Problem details ▸ Scan the records for the string "connections". State how many lines contain it and add nothing.

Given data ▸

________________________

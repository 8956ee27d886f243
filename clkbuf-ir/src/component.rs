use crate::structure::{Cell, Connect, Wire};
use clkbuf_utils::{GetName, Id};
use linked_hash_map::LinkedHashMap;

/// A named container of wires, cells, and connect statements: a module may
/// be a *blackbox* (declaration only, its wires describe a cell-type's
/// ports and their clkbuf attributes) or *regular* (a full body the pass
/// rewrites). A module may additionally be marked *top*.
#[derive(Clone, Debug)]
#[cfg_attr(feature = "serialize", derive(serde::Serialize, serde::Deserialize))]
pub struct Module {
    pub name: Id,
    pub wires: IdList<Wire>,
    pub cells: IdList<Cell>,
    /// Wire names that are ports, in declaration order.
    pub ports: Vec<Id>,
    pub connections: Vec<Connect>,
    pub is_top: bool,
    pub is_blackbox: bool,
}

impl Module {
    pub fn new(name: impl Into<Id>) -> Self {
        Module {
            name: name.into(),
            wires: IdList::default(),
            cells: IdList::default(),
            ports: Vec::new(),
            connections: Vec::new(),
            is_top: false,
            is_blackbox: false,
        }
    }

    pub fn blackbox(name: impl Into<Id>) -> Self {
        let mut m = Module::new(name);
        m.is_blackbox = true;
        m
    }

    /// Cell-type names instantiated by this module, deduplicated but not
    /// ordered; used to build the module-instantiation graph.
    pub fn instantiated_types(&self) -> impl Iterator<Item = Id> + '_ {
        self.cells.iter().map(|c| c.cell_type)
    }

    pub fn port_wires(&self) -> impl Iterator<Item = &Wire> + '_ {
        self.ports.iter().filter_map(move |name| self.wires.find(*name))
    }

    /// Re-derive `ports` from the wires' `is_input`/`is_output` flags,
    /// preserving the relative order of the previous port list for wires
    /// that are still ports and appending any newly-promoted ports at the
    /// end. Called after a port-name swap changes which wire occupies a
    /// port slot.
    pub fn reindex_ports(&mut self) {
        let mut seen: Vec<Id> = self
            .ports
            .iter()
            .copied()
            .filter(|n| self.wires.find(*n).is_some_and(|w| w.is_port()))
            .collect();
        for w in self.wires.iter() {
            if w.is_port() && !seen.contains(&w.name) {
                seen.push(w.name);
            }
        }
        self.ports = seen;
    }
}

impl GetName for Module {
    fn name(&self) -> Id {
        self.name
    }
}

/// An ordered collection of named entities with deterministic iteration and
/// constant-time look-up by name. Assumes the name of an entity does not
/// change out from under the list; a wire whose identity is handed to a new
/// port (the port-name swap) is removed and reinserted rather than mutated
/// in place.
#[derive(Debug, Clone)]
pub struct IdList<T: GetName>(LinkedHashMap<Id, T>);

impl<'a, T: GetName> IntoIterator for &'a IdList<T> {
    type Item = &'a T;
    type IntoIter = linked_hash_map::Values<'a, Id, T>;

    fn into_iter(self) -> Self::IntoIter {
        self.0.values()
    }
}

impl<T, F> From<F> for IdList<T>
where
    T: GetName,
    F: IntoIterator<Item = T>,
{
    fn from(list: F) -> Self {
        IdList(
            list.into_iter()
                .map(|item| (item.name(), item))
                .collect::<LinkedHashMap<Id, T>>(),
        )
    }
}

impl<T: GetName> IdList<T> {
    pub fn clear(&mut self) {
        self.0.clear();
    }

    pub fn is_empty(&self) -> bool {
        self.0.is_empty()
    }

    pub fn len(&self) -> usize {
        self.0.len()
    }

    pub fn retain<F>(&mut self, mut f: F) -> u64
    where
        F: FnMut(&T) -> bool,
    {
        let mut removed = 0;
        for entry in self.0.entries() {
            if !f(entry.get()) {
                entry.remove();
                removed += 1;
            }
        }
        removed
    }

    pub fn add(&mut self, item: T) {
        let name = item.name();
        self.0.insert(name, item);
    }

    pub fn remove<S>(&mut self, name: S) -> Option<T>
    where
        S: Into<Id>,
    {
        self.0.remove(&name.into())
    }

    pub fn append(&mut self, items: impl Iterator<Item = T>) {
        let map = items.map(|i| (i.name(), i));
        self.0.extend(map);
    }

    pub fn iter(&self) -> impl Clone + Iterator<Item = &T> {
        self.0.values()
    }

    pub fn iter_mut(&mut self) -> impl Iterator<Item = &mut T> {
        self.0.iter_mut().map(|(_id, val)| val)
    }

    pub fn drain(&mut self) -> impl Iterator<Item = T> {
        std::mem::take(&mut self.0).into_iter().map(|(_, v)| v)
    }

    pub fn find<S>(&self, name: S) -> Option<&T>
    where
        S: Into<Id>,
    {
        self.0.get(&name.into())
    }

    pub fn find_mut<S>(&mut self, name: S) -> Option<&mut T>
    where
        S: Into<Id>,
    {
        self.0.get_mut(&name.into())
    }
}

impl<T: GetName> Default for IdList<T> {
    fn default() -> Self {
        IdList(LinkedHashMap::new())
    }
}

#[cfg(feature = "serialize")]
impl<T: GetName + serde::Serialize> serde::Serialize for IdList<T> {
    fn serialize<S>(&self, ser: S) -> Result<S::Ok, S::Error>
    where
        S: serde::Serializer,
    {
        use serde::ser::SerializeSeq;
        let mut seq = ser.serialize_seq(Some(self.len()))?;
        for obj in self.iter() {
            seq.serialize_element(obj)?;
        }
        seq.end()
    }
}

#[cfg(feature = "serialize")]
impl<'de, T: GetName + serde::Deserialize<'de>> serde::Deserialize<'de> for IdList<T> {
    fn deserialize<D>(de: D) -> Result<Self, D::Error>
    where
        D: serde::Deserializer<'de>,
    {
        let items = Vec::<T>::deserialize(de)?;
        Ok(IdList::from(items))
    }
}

________________________

Reply to the exercise ▸ 2